В том же направлении, что и у Хардекопфа, развивается мысль немецкого литератора, близкого иному, экспрессионистскому кругу, коллективу авторов, группировавшихся вокруг журнала "Дер Штурм", - Моритца Хайманна (1868-1925). Теоретическая декларация Хайманна относится к 1913 году. Автор исходит из того, что до эпохи кинематографа главным носителем творческой энергии человечества было слово, обеспечивавшее взаимосвязь людей. Кино возникает на совершенно иной основе: "... киноигра только тогда обретет свое истинное существование, когда она как можно дальше удалится от слова; она должна стать пантомимой и ее действие должно покоиться не на действительности, но возвышаться до абстракции, до символа. Таким образом, могло бы осуществиться и сублимирование материи через форму... " 69. Ход мысли здесь явно предвосхищает Гофманнсталя. Бессловесное через пантомиму поднимается до абстракции, символа, реальность обретает форму. Хайманн придает огромное значение чистой визуальности кино, безусловному господству единственного чувства - чувства зрения. Чистая визуальность является залогом возможного абстрагирования, поскольку киноизображение в своей сущностной форме есть динамическое рядоположение на плоскости светлых и темных пятен. Эта динамическая игра пятен на поверхности экрана, по мнению Хайманна, является "первым шагом к стилю киноигры" 70, за которым должны последовать новые шаги. Развитие киноигры должно идти в сторону условного искусства пантомимы. Пантомимический жест, тяготеющий к танцу (Хайманн ссылается на Нижинского), является основой для дальнейшего развития киностиля как способа придания формы материи.

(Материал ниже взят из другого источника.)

//! Descripción del microcontrolador objetivo.
//!
//! Las tablas de registros de E/S y de vectores de interrupción se
//! generan fuera del compilador a partir de las hojas de datos de cada
//! dispositivo y llegan aquí como JSON.

use serde::Deserialize;

/// Direcciones de E/S que admiten `in`/`out`.
pub const IO_SPACE_END: u32 = 0x3f;

/// Direcciones de E/S que admiten `sbi`/`cbi`/`sbic`/`sbis`.
pub const LOW_IO_END: u32 = 0x1f;

/// Nombre del registro de estado.
pub const STATUS_REGISTER: &str = "SREG";

#[derive(Debug, Clone, PartialEq, Deserialize)]
pub struct Device {
    pub name: String,
    pub flash_size: u32,
    pub ram_start: u32,
    pub ram_size: u32,
    #[serde(default)]
    pub eeprom_size: u32,
    pub interrupts: Vec<Interrupt>,
    pub registers: Vec<IoRegister>,
}

/// Un vector de interrupción, con su desplazamiento en palabras.
#[derive(Debug, Clone, PartialEq, Deserialize)]
pub struct Interrupt {
    pub name: String,
    pub offset: u32,
}

#[derive(Debug, Clone, PartialEq, Deserialize)]
pub struct IoRegister {
    pub name: String,
    pub address: u32,
    #[serde(default = "single_byte")]
    pub size: u32,
    #[serde(default)]
    pub bits: Vec<Bit>,
}

#[derive(Debug, Clone, PartialEq, Deserialize)]
pub struct Bit {
    pub name: String,
    pub number: u8,
}

fn single_byte() -> u32 {
    1
}

/// Resultado de resolver un nombre de puerto de E/S.
///
/// Un registro de varios bytes puede direccionarse byte a byte con
/// los sufijos `H` y `L`, en cuyo caso no existe un [`IoRegister`]
/// que corresponda exactamente al nombre.
#[derive(Debug, Copy, Clone, PartialEq)]
pub struct IoAddress<'a> {
    pub address: u32,
    pub size: u32,
    pub register: Option<&'a IoRegister>,
}

impl Device {
    /// Última dirección de RAM, si el dispositivo tiene RAM.
    pub fn ram_end(&self) -> Option<u32> {
        let last = self.ram_size.checked_sub(1)?;
        self.ram_start.checked_add(last)
    }

    pub fn find_io(&self, name: &str) -> Option<&IoRegister> {
        self.registers.iter().find(|register| register.name == name)
    }

    /// Resuelve un puerto, incluyendo las mitades `NOMBREH`/`NOMBREL`.
    pub fn io_address(&self, name: &str) -> Option<IoAddress<'_>> {
        if let Some(register) = self.find_io(name) {
            return Some(IoAddress {
                address: register.address,
                size: register.size,
                register: Some(register),
            });
        }

        let (base, high) = if let Some(base) = name.strip_suffix('H') {
            (base, true)
        } else if let Some(base) = name.strip_suffix('L') {
            (base, false)
        } else {
            return None;
        };

        let register = self.find_io(base).filter(|register| register.size > 1)?;
        Some(IoAddress {
            address: register.address + if high { 1 } else { 0 },
            size: 1,
            register: None,
        })
    }

    /// Determina si el dispositivo tiene `PORTx` para la letra dada.
    pub fn has_port(&self, letter: char) -> bool {
        self.find_io(&format!("PORT{}", letter)).is_some()
    }

    /// Busca el registro que declara un bit con el nombre dado.
    pub fn find_io_with_bit(&self, bit: &str) -> Option<(&IoRegister, u8)> {
        self.registers
            .iter()
            .find_map(|register| register.bit(bit).map(|number| (register, number)))
    }

    pub fn interrupt(&self, name: &str) -> Option<&Interrupt> {
        self.interrupts
            .iter()
            .find(|interrupt| interrupt.name == name)
    }

    /// Ancho en bytes de la entrada `index` de la tabla de vectores.
    ///
    /// Dispositivos con más de 8 KiB de flash reservan dos palabras por
    /// vector para alcanzar todo el espacio con `jmp`.
    pub fn vector_slot_size(&self, index: usize) -> u32 {
        let words = match (self.interrupts.get(index), self.interrupts.get(index + 1)) {
            (Some(this), Some(next)) => next.offset.saturating_sub(this.offset),
            _ if self.flash_size > 8192 => 2,
            _ => 1,
        };

        2 * words.max(1)
    }
}

impl IoRegister {
    pub fn bit(&self, name: &str) -> Option<u8> {
        self.bits
            .iter()
            .find(|bit| bit.name == name)
            .map(|bit| bit.number)
    }
}

#[cfg(test)]
mod tests {
    use super::*;

    fn device() -> Device {
        let json = r#"{
            "name": "tiny",
            "flash_size": 2048,
            "ram_start": 96,
            "ram_size": 128,
            "interrupts": [{"name": "RESET", "offset": 0}, {"name": "INT0", "offset": 1}],
            "registers": [
                {"name": "SREG", "address": 63, "bits": [{"name": "C", "number": 0}, {"name": "Z", "number": 1}]},
                {"name": "SP", "address": 61, "size": 2},
                {"name": "PORTB", "address": 24, "bits": [{"name": "PB3", "number": 3}]}
            ]
        }"#;

        serde_json::from_str(json).unwrap()
    }

    #[test]
    fn multi_byte_halves() {
        let device = device();
        assert_eq!(device.io_address("SP").map(|io| (io.address, io.size)), Some((61, 2)));
        assert_eq!(device.io_address("SPH").map(|io| io.address), Some(62));
        assert_eq!(device.io_address("SPL").map(|io| io.address), Some(61));
        assert!(device.io_address("SREGH").is_none());
        assert!(device.io_address("PORTC").is_none());
    }

    #[test]
    fn ports_and_bits() {
        let device = device();
        assert!(device.has_port('B'));
        assert!(!device.has_port('D'));

        let (register, bit) = device.find_io_with_bit("PB3").unwrap();
        assert_eq!((register.name.as_str(), bit), ("PORTB", 3));
        assert_eq!(device.ram_end(), Some(96 + 127));
    }

    #[test]
    fn devices_without_ram() {
        let device = Device {
            ram_start: 0,
            ram_size: 0,
            ..device()
        };

        assert_eq!(device.ram_end(), None);
    }

    #[test]
    fn vector_slots() {
        let device = device();
        assert_eq!(device.vector_slot_size(0), 2);
        assert_eq!(device.vector_slot_size(1), 2);
    }
}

Тот же круг идей, но весьма своеобразно, развивает и крупный немецкий мыслитель Эрнст Блох (1885-1977), автор оригинальной социальной философии, соединяющей элементы марксизма и социального мистицизма, создатель знаменитых "Духа утопии"" (1918) и "Принципа надежды" (1954-1959). Блох обратился к кинематографу в работе 1914 года "Мелодия в кино, или Имманентная и трансцендентальная музыка", требующей специального музыковедческого анализа. Мы извлечем из нее лишь то, что непосредственно касается общих вопросов киноэстетики. Блох начинает с утверждения, что фильм является ближайшим родственником музыкальной пантомимы и оперы. Эта близость музыкальным жанрам не связана с наличием сопровождающей фильм музыки. Более того, Блох подвергает решительной критике характер музыкального сопровождения в кино, использование ограниченного набора однотипных музыкальных фрагментов для иллюстрации самых разнообразных киносюжетов.

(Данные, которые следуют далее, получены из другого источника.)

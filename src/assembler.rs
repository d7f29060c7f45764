//! Ensamblador simbólico de dos pasadas.
//!
//! La primera pasada ocurre durante la generación de código: cada
//! backend acumula bloques de etiquetas, instrucciones y datos, y
//! registra la dirección en bytes de cada etiqueta conforme llega.
//! Como el tamaño de cada instrucción no depende del valor de sus
//! operandos, al terminar la generación de código la tabla de
//! etiquetas ya es definitiva.
//!
//! La segunda pasada ([`Assembler::resolve()`]) no modifica al
//! ensamblador. Produce un [`Listing`] donde cada referencia a una
//! etiqueta y cada expresión diferida se han evaluado una única vez,
//! y donde cada instrucción ya tiene su codificación binaria.

use crate::{
    arch::{Deferred, DeferredError, Instruction, LabelRef, Operand},
    ast::DataWidth,
    error::{BudgetError, CompileError, Compiled, Locate, ResolutionError, SemanticError},
    source::{Located, Location},
};

use std::{collections::HashMap, rc::Rc};

use crate::arch::EncodingError;

/// Bloque de datos crudos en memoria de programa.
#[derive(Clone, Debug, PartialEq)]
pub struct Data {
    pub width: DataWidth,
    pub values: Vec<Deferred>,
}

impl Data {
    /// Tamaño en bytes, incluyendo el relleno a palabra completa.
    pub fn size(&self) -> u32 {
        let size = self.width.size() * self.values.len() as u32;
        size + size % 2
    }
}

#[derive(Clone, Debug, PartialEq)]
pub enum Entry {
    Label(Located<Rc<str>>),
    Instruction(Located<Instruction>),
    Data(Located<Data>),
}

/// Secuencia contigua de entradas a partir de un origen.
#[derive(Clone, Debug, Default)]
pub struct Block {
    origin: u32,
    size: u32,
    entries: Vec<Entry>,
}

impl Block {
    pub fn origin(&self) -> u32 {
        self.origin
    }

    pub fn size(&self) -> u32 {
        self.size
    }

    pub fn entries(&self) -> &[Entry] {
        &self.entries
    }
}

/// Restricción de tamaño entre dos etiquetas.
#[derive(Clone, Debug)]
struct SizeRule {
    start: Rc<str>,
    end: Rc<str>,
    max: u32,
    location: Location,
}

#[derive(Default)]
pub struct Assembler {
    blocks: Vec<Block>,
    labels: HashMap<Rc<str>, u32>,
    rules: Vec<SizeRule>,
}

impl Assembler {
    /// Dirección en bytes de la siguiente entrada.
    pub fn cursor(&self) -> u32 {
        self.blocks
            .last()
            .map(|block| block.origin + block.size)
            .unwrap_or(0)
    }

    /// Inicia un bloque nuevo en la dirección dada.
    ///
    /// Si el bloque actual sigue vacío, se reubica en lugar de crear otro.
    pub fn org(&mut self, origin: u32) {
        match self.blocks.last_mut() {
            Some(block) if block.entries.is_empty() => block.origin = origin,
            _ => self.blocks.push(Block {
                origin,
                ..Default::default()
            }),
        }
    }

    pub fn label(&mut self, name: Rc<str>, location: &Location) -> Compiled<()> {
        if self.labels.contains_key(&name) {
            return Err(SemanticError::LabelAlreadyDefined(name.to_string()).at(location));
        }

        let offset = self.cursor();
        self.labels.insert(Rc::clone(&name), offset);
        self.push(Entry::Label(Located::at(name, location.clone())), 0);

        Ok(())
    }

    pub fn instruction(&mut self, instruction: Located<Instruction>) {
        let size = instruction.val().size();
        self.push(Entry::Instruction(instruction), size);
    }

    pub fn data(&mut self, data: Located<Data>) {
        let size = data.val().size();
        self.push(Entry::Data(data), size);
    }

    /// Registra una restricción de tamaño máximo entre dos etiquetas.
    pub fn rule(&mut self, start: Rc<str>, end: Rc<str>, max: u32, location: &Location) {
        self.rules.push(SizeRule {
            start,
            end,
            max,
            location: location.clone(),
        });
    }

    pub fn blocks(&self) -> &[Block] {
        &self.blocks
    }

    /// Busca una etiqueta, primero en su forma local y luego en la global.
    pub fn find(&self, label: &LabelRef) -> Option<u32> {
        label
            .candidates()
            .find_map(|name| self.labels.get(name))
            .copied()
    }

    fn push(&mut self, entry: Entry, size: u32) {
        if self.blocks.is_empty() {
            self.blocks.push(Block::default());
        }

        if let Some(block) = self.blocks.last_mut() {
            block.entries.push(entry);
            block.size += size;
        }
    }

    /// Segunda pasada.
    ///
    /// Las referencias externas solo se permiten si `link_externals` es
    /// verdadero, en cuyo caso se codifican con un valor provisional.
    pub fn resolve(&self, link_externals: bool) -> Compiled<Listing> {
        let lookup = |label: &LabelRef| self.find(label);

        let mut sections = Vec::with_capacity(self.blocks.len());
        for block in &self.blocks {
            let mut cursor = block.origin;
            let mut lines = Vec::with_capacity(block.entries.len());

            for entry in &block.entries {
                let line = match entry {
                    Entry::Label(name) => Line {
                        offset: cursor,
                        location: name.location().clone(),
                        content: Content::Label(Rc::clone(name.val())),
                        bytes: Vec::new(),
                    },

                    Entry::Instruction(instruction) => {
                        let location = instruction.location();
                        let resolved =
                            self.resolve_instruction(instruction.val(), cursor, link_externals)
                                .map_err(|error| error.at(location))?;

                        let bytes = resolved
                            .encode()
                            .map_err(|error| error.at(location))?
                            .bytes();

                        Line {
                            offset: cursor,
                            location: location.clone(),
                            content: Content::Instruction {
                                source: instruction.val().clone(),
                                resolved,
                            },
                            bytes,
                        }
                    }

                    Entry::Data(data) => {
                        let location = data.location();
                        let data = data.val();

                        let mut values = Vec::with_capacity(data.values.len());
                        for value in &data.values {
                            let value = value
                                .eval(&lookup)
                                .map_err(|error| resolution_error(error).at(location))?;

                            values.push(value);
                        }

                        let bytes = data_bytes(data.width, &values, data.size())
                            .map_err(|error| error.at(location))?;

                        Line {
                            offset: cursor,
                            location: location.clone(),
                            content: Content::Data {
                                source: data.clone(),
                                values,
                            },
                            bytes,
                        }
                    }
                };

                cursor += line.bytes.len() as u32;
                lines.push(line);
            }

            sections.push(Section {
                origin: block.origin,
                lines,
            });
        }

        self.check_rules()?;

        let mut labels: Vec<_> = self
            .labels
            .iter()
            .map(|(name, &offset)| (Rc::clone(name), offset))
            .collect();

        labels.sort_by(|(a, a_offset), (b, b_offset)| a_offset.cmp(b_offset).then(a.cmp(b)));

        log::trace!(
            "resolved {} sections with {} labels",
            sections.len(),
            labels.len()
        );

        Ok(Listing {
            sections,
            labels,
            index: self.labels.clone(),
        })
    }

    fn resolve_instruction(
        &self,
        instruction: &Instruction,
        cursor: u32,
        link_externals: bool,
    ) -> Result<Instruction, CompileError> {
        let lookup = |label: &LabelRef| self.find(label);
        let form = instruction.mnemonic().form(instruction.operands())?;

        let mut operands = Vec::with_capacity(form.len());
        for (slot, operand) in form.iter().zip(instruction.operands()) {
            let operand = match operand {
                Operand::Label(label) => {
                    let target = self
                        .find(label)
                        .ok_or_else(|| ResolutionError::LabelNotFound(label.to_string()))?;

                    let value = if slot.is_relative() {
                        (target as i32 - cursor as i32) / 2 - 1
                    } else {
                        (target / 2) as i32
                    };

                    Operand::Number(value)
                }

                Operand::Deferred(deferred) => {
                    Operand::Number(deferred.eval(&lookup).map_err(resolution_error)?)
                }

                Operand::Extern(_) if link_externals => Operand::Number(0),
                Operand::Extern(symbol) => {
                    return Err(ResolutionError::External(symbol.symbol.to_string()).into())
                }

                other => other.clone(),
            };

            operands.push(operand);
        }

        Ok(instruction.resolved(operands))
    }

    fn check_rules(&self) -> Compiled<()> {
        for rule in &self.rules {
            let find = |name: &Rc<str>| {
                self.labels.get(name).copied().ok_or_else(|| {
                    ResolutionError::MissingProbe(name.to_string()).at(&rule.location)
                })
            };

            let (start, end) = (find(&rule.start)?, find(&rule.end)?);
            let found = end.saturating_sub(start);

            if found > rule.max {
                let error = BudgetError::TooLarge {
                    max: rule.max,
                    found,
                };

                return Err(error.at(&rule.location));
            }
        }

        Ok(())
    }
}

fn resolution_error(error: DeferredError) -> ResolutionError {
    match error {
        DeferredError::Unresolved(label) => ResolutionError::LabelNotFound(label.to_string()),
        DeferredError::DivisionByZero => ResolutionError::DivisionByZero,
    }
}

fn data_bytes(width: DataWidth, values: &[i32], size: u32) -> Result<Vec<u8>, EncodingError> {
    let mut bytes = Vec::with_capacity(size as usize);
    for &value in values {
        let (min, max) = match width {
            DataWidth::Byte => (-0x80, 0xff),
            DataWidth::Word => (-0x8000, 0xffff),
            DataWidth::Dword => (i32::MIN as i64, u32::MAX as i64),
        };

        if !(min..=max).contains(&(value as i64)) {
            return Err(EncodingError::DataOutOfRange {
                width: width.size(),
                value: value as i64,
            });
        }

        let le = value.to_le_bytes();
        bytes.extend_from_slice(&le[..width.size() as usize]);
    }

    bytes.resize(size as usize, 0);
    Ok(bytes)
}

/// Resultado de la segunda pasada, de solo lectura.
#[derive(Clone, Debug)]
pub struct Listing {
    pub sections: Vec<Section>,

    /// Etiquetas ordenadas por dirección.
    pub labels: Vec<(Rc<str>, u32)>,

    index: HashMap<Rc<str>, u32>,
}

impl Listing {
    /// Nombre bajo el cual se resolvió una referencia.
    pub fn target<'a>(&'a self, label: &'a LabelRef) -> &'a Rc<str> {
        label
            .candidates()
            .find(|name| self.index.contains_key(*name))
            .unwrap_or(&label.global)
    }
}

#[derive(Clone, Debug)]
pub struct Section {
    pub origin: u32,
    pub lines: Vec<Line>,
}

impl Section {
    /// Concatena los bytes de todas las líneas de la sección.
    pub fn bytes(&self) -> Vec<u8> {
        self.lines
            .iter()
            .flat_map(|line| line.bytes.iter().copied())
            .collect()
    }

    pub fn size(&self) -> u32 {
        self.lines.iter().map(|line| line.bytes.len() as u32).sum()
    }

    /// Ubicación de la primera línea que ocupa espacio.
    pub fn location(&self) -> Option<&Location> {
        self.lines
            .iter()
            .find(|line| !line.bytes.is_empty())
            .map(|line| &line.location)
    }
}

#[derive(Clone, Debug)]
pub struct Line {
    pub offset: u32,
    pub location: Location,
    pub content: Content,
    pub bytes: Vec<u8>,
}

#[derive(Clone, Debug)]
pub enum Content {
    Label(Rc<str>),

    /// La instrucción original conserva sus operandos simbólicos.
    Instruction {
        source: Instruction,
        resolved: Instruction,
    },

    Data {
        source: Data,
        values: Vec<i32>,
    },
}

Отчасти повторяя уже сказаннное в 1911 году Польгаром, Блох описывает кинематограф как искусство "моночувства" - зрения. Зрение в кино перегружено движением черно-белых теней. Но, в противоположность Хайманну, Блох указывает, что это безостановочное движение не только не является первым шагом к стилизации, но вообще не нуждается в стилизации. В кино, по мнению Блоха, мы имеем дело с "беззвучной и чувственно ослабленной действительностью, которая усилена лишь за счет своего темпа и концентрации, но так, что посюсторонний мир не становится от этого эстетизированным или идеализированным" 71. Для Блоха стилизация равнозначна эстетизации и в силу этого неприемлема. Фильм обрушивает на зрителя поток совершенно разнородных зрительных образов. Эти образы не стилизованы и несут отпечаток соотносимых с ними разнородных вещей. Но сила этих образов, интенсивность потока таковы, что они сплетаются в некую новую реальность, которая по своему характеру напоминает ковер.

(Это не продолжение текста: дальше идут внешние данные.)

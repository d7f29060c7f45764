mod common;

use common::*;
use ratc::ast::{AssignOp, BinaryOp, DataType, Item, VarDecl};

#[test]
fn self_assignment_emits_nothing() {
    let program = main(vec![set(id("r16"), id("r16"))]);
    assert_eq!(listing(&program), vec!["main:"]);
}

#[test]
fn constants() {
    let program = main(vec![
        set(id("r16"), num(0)),
        set(id("r17"), num(200)),
        set(id("r18"), num(-1)),
        set(id("r19"), num('A' as i32)),
    ]);

    assert_eq!(
        instructions(&program),
        vec!["clr r16", "ldi r17, 200", "ldi r18, 255", "ldi r19, 65"]
    );
}

#[test]
fn increments() {
    let program = main(vec![
        compound(AssignOp::Add, id("r16"), num(1)),
        compound(AssignOp::Sub, id("r16"), num(1)),
        compound(AssignOp::Add, id("r16"), num(5)),
        compound(AssignOp::Sub, id("r16"), num(5)),
    ]);

    assert_eq!(
        instructions(&program),
        vec!["inc r16", "dec r16", "subi r16, 251", "subi r16, 5"]
    );
}

#[test]
fn word_additions() {
    let program = main(vec![
        compound(AssignOp::Add, group(&["r25", "r24"]), num(10)),
        compound(AssignOp::Sub, id("X"), num(63)),
        compound(AssignOp::Add, id("Z"), num(0x40)),
        compound(AssignOp::Add, group(&["r19", "r18"]), num(1)),
    ]);

    assert_eq!(
        instructions(&program),
        vec![
            "adiw r25:r24, 10",
            "sbiw X, 63",
            "subi r30, 192",
            "sbci r31, 255",
            "subi r18, 255",
            "sbci r19, 255",
        ]
    );
}

#[test]
fn pair_moves() {
    let program = main(vec![
        set(group(&["r25", "r24"]), group(&["r23", "r22"])),
        set(group(&["r25", "r24"]), group(&["r23", "r24"])),
        set(group(&["r19", "r18"]), num(0x1200)),
    ]);

    assert_eq!(
        instructions(&program),
        vec!["movw r25:r24, r23:r22", "mov r25, r23", "ldi r19, 18", "clr r18"]
    );
}

#[test]
fn expression_chain_folds_constants() {
    use BinaryOp::*;

    // (r2 << 3) + r3 - r4 - 5 + 2 * 2
    let value = bin(
        Add,
        bin(
            Sub,
            bin(Sub, bin(Add, bin(Shl, id("r2"), num(3)), id("r3")), id("r4")),
            num(5),
        ),
        bin(Mul, num(2), num(2)),
    );

    let program = main(vec![set(id("r16"), value)]);
    assert_eq!(
        instructions(&program),
        vec![
            "mov r16, r2",
            "lsl r16",
            "lsl r16",
            "lsl r16",
            "add r16, r3",
            "sub r16, r4",
            "dec r16",
        ]
    );
}

#[test]
fn destination_inside_expression() {
    let program = main(vec![set(id("r16"), bin(BinaryOp::Add, id("r17"), id("r16")))]);
    assert_eq!(
        error(&program),
        "Destination register can't be used inside the expression: r16"
    );
}

#[test]
fn value_too_big() {
    let program = main(vec![set(id("r16"), num(300))]);
    assert_eq!(error(&program), "Value too big");
}

#[test]
fn io_ports_and_bits() {
    let program = program(vec![
        Item::Pin {
            name: at(name("led")),
            pin: at("B3".to_string()),
        },
        Item::Procedure(procedure(
            "main",
            vec![
                set(id("r16"), id("PINB")),
                set(id("PORTB"), id("r16")),
                set(arrow(id("led"), "port"), num(1)),
                set(arrow(id("PORTD"), "PD2"), num(0)),
            ],
        )),
    ]);

    assert_eq!(
        instructions(&program),
        vec!["in r16, 22", "out 24, r16", "sbi 24, 3", "cbi 18, 2"]
    );
}

#[test]
fn register_bits() {
    let program = main(vec![
        set(index(id("r16"), num(3)), num(1)),
        set(index(id("r16"), num(0)), num(0)),
        set(index(id("r17"), num(7)), index(id("r16"), num(3))),
    ]);

    assert_eq!(
        instructions(&program),
        vec!["sbr r16, 8", "cbr r16, 1", "bst r16, 3", "bld r17, 7"]
    );
}

#[test]
fn variables_in_ram() {
    let var = |name: &str, data_type| {
        Item::Var(VarDecl {
            name: at(common::name(name)),
            data_type,
            length: None,
        })
    };

    let program = program(vec![
        var("counter", DataType::Byte),
        var("total", DataType::Word),
        Item::Procedure(procedure(
            "main",
            vec![
                set(id("counter"), id("r16")),
                set(id("total"), group(&["r25", "r24"])),
                set(id("r17"), id("counter")),
            ],
        )),
    ]);

    assert_eq!(
        instructions(&program),
        vec!["sts 96, r16", "sts 98, r25", "sts 97, r24", "lds r17, 96"]
    );
}

#[test]
fn zero_argument_warning() {
    let program = main(vec![compound(AssignOp::Add, id("r16"), num(0))]);
    assert_eq!(warnings(&program), vec!["zero argument"]);
}

#[test]
fn external_variables_need_gcc() {
    let program = program(vec![Item::ExternVar(VarDecl {
        name: at(name("buffer")),
        data_type: DataType::Byte,
        length: None,
    })]);

    assert_eq!(error(&program), "External objects can be used only in GCC-mode");
}

#[test]
fn ramend_needs_ram() {
    let device = ratc::device::Device {
        ram_start: 0,
        ram_size: 0,
        ..device()
    };

    let program = main(vec![set(id("r16"), id("RAMEND"))]);
    match render_on(&program, &device, ratc::output::Format::Asm) {
        Ok(_) => panic!("compilation was expected to fail"),
        Err(error) => assert_eq!(error.val().to_string(), "Device has no RAM"),
    }
}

Метафора ковра и служит Блоху для установления аналогий между кино и оперой. В музыке происходит такое же смешение разнородных элементов в некую общую ткань, которую Блох также называет "ковром, ложащимся под любую мебель" 72. Кино органичнее оперы, поскольку в последней существует противоречие между физикой тела певца и идеальностью звука. В кино такого противоречия нет.

Вторжение реальности в музыкальный по своим характеристикам"ковер", по мнению Блоха, может возродить музыку, привести к возрождению сферы духа и великой мистики. Кино создает волшебный фриз, в котором разворачивается поток "блистающей, люциферической, совершенно земной, лучащейся реальности" 73. Блох сравнивает этот волшебный фриз с новым, дарованным миру орнаментом. Кинематографическая форма, по Блоху, может стимулировать развитие симфонической музыки и способствовать ее приобщению стихии мифа.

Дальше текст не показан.